O início da obra é fascinante. Encontramos Theo Decker num quarto de hotel em Amesterdão, a explicar a razão pela qual se encontra ali, e que a repentina morte da mãe durante a sua adolescência o fez perder qualquer tipo de ambição ou orientação. Um pouco mais adiante, ficamos a saber o que tudo isto significa e o que o levou até àquele momento.
A mãe de Theo era uma amante de arte e passava muitas tardes no museu Metropolitano de Nova Iorque, cidade onde ambos viviam. Certa manhã, antes de se dirigirem à escola de Theo onde o diretor ia repreender o rapaz por uma má ação que este cometera, resolveram passar pelo museu para a mãe admirar mais uma vez um quadro de que gostava muito, O Pintassilgo do pintor neerlandês Carel Fabritius. De súbito, o edifício é alvo de um ataque terrorista. A mãe de Theo morre e o rapaz sobrevive. Sem pensar, Theo põe o quadro dentro da mochila, sai do museu, e a sua aventura começa. Sozinho nas ruas de Nova Iorque, Theo vai pulando de casa em casa e acaba por dar início a uma vida de crime, uma vida vazia, uma vida confusa.
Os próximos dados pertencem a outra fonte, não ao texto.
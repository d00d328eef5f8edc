// Copyright (c) Zefchain Labs, Inc.
// SPDX-License-Identifier: Apache-2.0

//! An in-memory chain running the Counter contract, usable as a [`WalletProvider`].

use std::{
    collections::HashMap,
    sync::{Arc, Mutex},
};

use alloy_primitives::{address, keccak256, Address, Bytes, TxHash, U256};
use alloy_sol_types::{Panic, PanicKind, Revert, SolError, SolInterface, SolValue};
use tokio::sync::Semaphore;

use crate::{
    client::WalletProvider,
    common::{WalletError, USER_REJECTED_REQUEST},
    contract::ICounter::ICounterCalls,
};

/// The Counter deployment on Sepolia.
pub const CONTRACT_ADDRESS: Address = address!("c6b6bd4d003379e750Ed91C934F8A56714a0d34E");

/// The account that deployed the contract.
pub const OWNER: Address = address!("00000000000000000000000000000000000abc00");

/// Another account.
pub const OTHER: Address = address!("00000000000000000000000000000000000def00");

/// The chain id of Sepolia.
pub const SEPOLIA: u64 = 11_155_111;

/// JSON-RPC code used by nodes for reverted executions.
const EXECUTION_ERROR: i64 = 3;

struct MockChain {
    chain_id: u64,
    contract: Address,
    owner: Address,
    accounts: Vec<Address>,
    counter: U256,
    pending: HashMap<TxHash, (Address, ICounterCalls)>,
    submitted: usize,
    reject_authorization: bool,
    reject_signing: bool,
    rejection_message: String,
    fail_reads: bool,
    confirmations: Option<Arc<Semaphore>>,
}

impl MockChain {
    /// Runs a call against the contract state, applying it if `commit` is set.
    fn execute(
        &mut self,
        from: Address,
        call: &ICounterCalls,
        commit: bool,
    ) -> Result<Bytes, WalletError> {
        let new_counter = match call {
            ICounterCalls::getCounter(_) => return Ok(self.counter.abi_encode().into()),
            ICounterCalls::owner(_) => return Ok(self.owner.abi_encode().into()),
            ICounterCalls::incrementCounter(_) => self
                .counter
                .checked_add(U256::from(1))
                .ok_or_else(|| panic_error(PanicKind::UnderOverflow))?,
            ICounterCalls::decrementCounter(_) => self
                .counter
                .checked_sub(U256::from(1))
                .ok_or_else(|| panic_error(PanicKind::UnderOverflow))?,
            ICounterCalls::resetCounter(_) => {
                if from != self.owner {
                    return Err(revert_error("Not owner"));
                }
                U256::ZERO
            }
        };
        if commit {
            self.counter = new_counter;
        }
        Ok(Bytes::new())
    }
}

fn revert_error(reason: &str) -> WalletError {
    let data = Revert {
        reason: reason.to_string(),
    }
    .abi_encode();
    WalletError::from_rpc(
        EXECUTION_ERROR,
        format!("execution reverted: {reason}"),
        Some(data.into()),
    )
}

fn panic_error(kind: PanicKind) -> WalletError {
    let data = Panic {
        code: U256::from(kind as u32),
    }
    .abi_encode();
    WalletError::from_rpc(
        EXECUTION_ERROR,
        "execution reverted".to_string(),
        Some(data.into()),
    )
}

/// Releases confirmations held by a [`MockWallet`], one transaction at a time.
pub struct ConfirmationGate(Arc<Semaphore>);

impl ConfirmationGate {
    /// Lets one pending transaction be mined.
    pub fn release(&self) {
        self.0.add_permits(1);
    }
}

/// A wallet connected to an in-memory chain where the Counter contract is deployed.
///
/// Clones share the same chain, so a test can keep a handle to inspect the state after
/// giving the wallet away.
#[derive(Clone)]
pub struct MockWallet {
    chain: Arc<Mutex<MockChain>>,
}

impl MockWallet {
    /// Creates a chain with the contract deployed at [`CONTRACT_ADDRESS`] by `owner`. The
    /// wallet authorizes `owner` by default.
    pub fn new(owner: Address) -> Self {
        let chain = MockChain {
            chain_id: SEPOLIA,
            contract: CONTRACT_ADDRESS,
            owner,
            accounts: vec![owner],
            counter: U256::ZERO,
            pending: HashMap::new(),
            submitted: 0,
            reject_authorization: false,
            reject_signing: false,
            rejection_message: "User denied transaction signature.".to_string(),
            fail_reads: false,
            confirmations: None,
        };
        Self {
            chain: Arc::new(Mutex::new(chain)),
        }
    }

    /// Makes the wallet authorize `account` instead of the owner.
    pub fn with_account(self, account: Address) -> Self {
        self.chain.lock().unwrap().accounts = vec![account];
        self
    }

    /// Makes the wallet authorize no account at all.
    pub fn without_accounts(self) -> Self {
        self.chain.lock().unwrap().accounts.clear();
        self
    }

    pub fn with_counter(self, counter: u64) -> Self {
        self.set_counter(counter);
        self
    }

    pub fn with_chain_id(self, chain_id: u64) -> Self {
        self.chain.lock().unwrap().chain_id = chain_id;
        self
    }

    /// Makes the user decline the authorization request.
    pub fn reject_authorization(&self) {
        self.chain.lock().unwrap().reject_authorization = true;
    }

    /// Makes the user decline (or accept again) signature requests.
    pub fn reject_signing(&self, reject: bool) {
        self.chain.lock().unwrap().reject_signing = reject;
    }

    /// Sets the message of the error returned when signing is declined.
    pub fn set_rejection_message(&self, message: &str) {
        self.chain.lock().unwrap().rejection_message = message.to_string();
    }

    /// Makes every read-only call fail with a network error.
    pub fn fail_reads(&self, fail: bool) {
        self.chain.lock().unwrap().fail_reads = fail;
    }

    /// Changes the counter as if another user had sent a transaction.
    pub fn set_counter(&self, counter: u64) {
        self.chain.lock().unwrap().counter = U256::from(counter);
    }

    pub fn counter(&self) -> U256 {
        self.chain.lock().unwrap().counter
    }

    /// The number of transactions that were signed and submitted.
    pub fn submitted_transactions(&self) -> usize {
        self.chain.lock().unwrap().submitted
    }

    /// From now on, transactions are only mined when the returned gate releases them.
    pub fn hold_confirmations(&self) -> ConfirmationGate {
        let semaphore = Arc::new(Semaphore::new(0));
        self.chain.lock().unwrap().confirmations = Some(semaphore.clone());
        ConfirmationGate(semaphore)
    }
}

impl WalletProvider for MockWallet {
    async fn request_accounts(&self) -> Result<Vec<Address>, WalletError> {
        let chain = self.chain.lock().unwrap();
        if chain.reject_authorization {
            return Err(WalletError::from_rpc(
                USER_REJECTED_REQUEST,
                "User rejected the request.".to_string(),
                None,
            ));
        }
        Ok(chain.accounts.clone())
    }

    async fn chain_id(&self) -> Result<u64, WalletError> {
        Ok(self.chain.lock().unwrap().chain_id)
    }

    async fn call(&self, to: Address, input: Bytes) -> Result<Bytes, WalletError> {
        let mut chain = self.chain.lock().unwrap();
        if chain.fail_reads {
            return Err(WalletError::from_rpc(-32603, "failed to fetch".to_string(), None));
        }
        if to != chain.contract {
            // Calls to an account without code succeed with an empty output.
            return Ok(Bytes::new());
        }
        let call = ICounterCalls::abi_decode(&input)?;
        chain.execute(Address::ZERO, &call, false)
    }

    async fn send_transaction(
        &self,
        from: Address,
        to: Address,
        input: Bytes,
    ) -> Result<TxHash, WalletError> {
        let mut chain = self.chain.lock().unwrap();
        if chain.reject_signing {
            return Err(WalletError::from_rpc(
                USER_REJECTED_REQUEST,
                chain.rejection_message.clone(),
                None,
            ));
        }
        if to != chain.contract {
            return Err(WalletError::from_rpc(
                EXECUTION_ERROR,
                format!("no contract deployed at {to}"),
                None,
            ));
        }
        let call = ICounterCalls::abi_decode(&input)?;
        // Like real wallets, simulate first so that reverts surface before signing.
        chain.execute(from, &call, false)?;
        chain.submitted += 1;
        let tx_hash = keccak256((chain.submitted as u64).to_be_bytes());
        chain.pending.insert(tx_hash, (from, call));
        Ok(tx_hash)
    }

    async fn wait_for_confirmation(&self, tx_hash: TxHash) -> Result<(), WalletError> {
        let confirmations = self.chain.lock().unwrap().confirmations.clone();
        if let Some(semaphore) = confirmations {
            semaphore
                .acquire()
                .await
                .expect("confirmation gate is never closed")
                .forget();
        }
        let mut chain = self.chain.lock().unwrap();
        let (from, call) = chain.pending.remove(&tx_hash).ok_or_else(|| {
            WalletError::UnexpectedResponse(format!("unknown transaction {tx_hash}"))
        })?;
        chain
            .execute(from, &call, true)
            .map_err(|_| WalletError::TransactionReverted(tx_hash))?;
        Ok(())
    }
}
The Goldfinch é uma obra complexa, mas, a meu ver, ao mesmo tempo simples. A morte da mãe muda radicalmente a vida de Theo, faz com que ele se perca em plena adolescência e divague sobre o que é melhor para si. Contudo, a sua essência boa nunca desvanece e o seu sofrimento acaba por apaziguar assim que ele começa a tomar as decisões certas.
Esta é uma obra com várias temáticas: a ligação entre mãe e filho, o amor pela arte, a diferença entre o bem e o mal, os traumas que sofremos, a responsabilidade das decisões que tomamos. Mas também é uma ode à esperança se conseguirmos perceber o que é melhor para nós e tivermos força para concretizá-lo. The Goldfinch é um livro muito belo, bem escrito, e com uma profundidade atroz. Recomendo e aguardo o filme.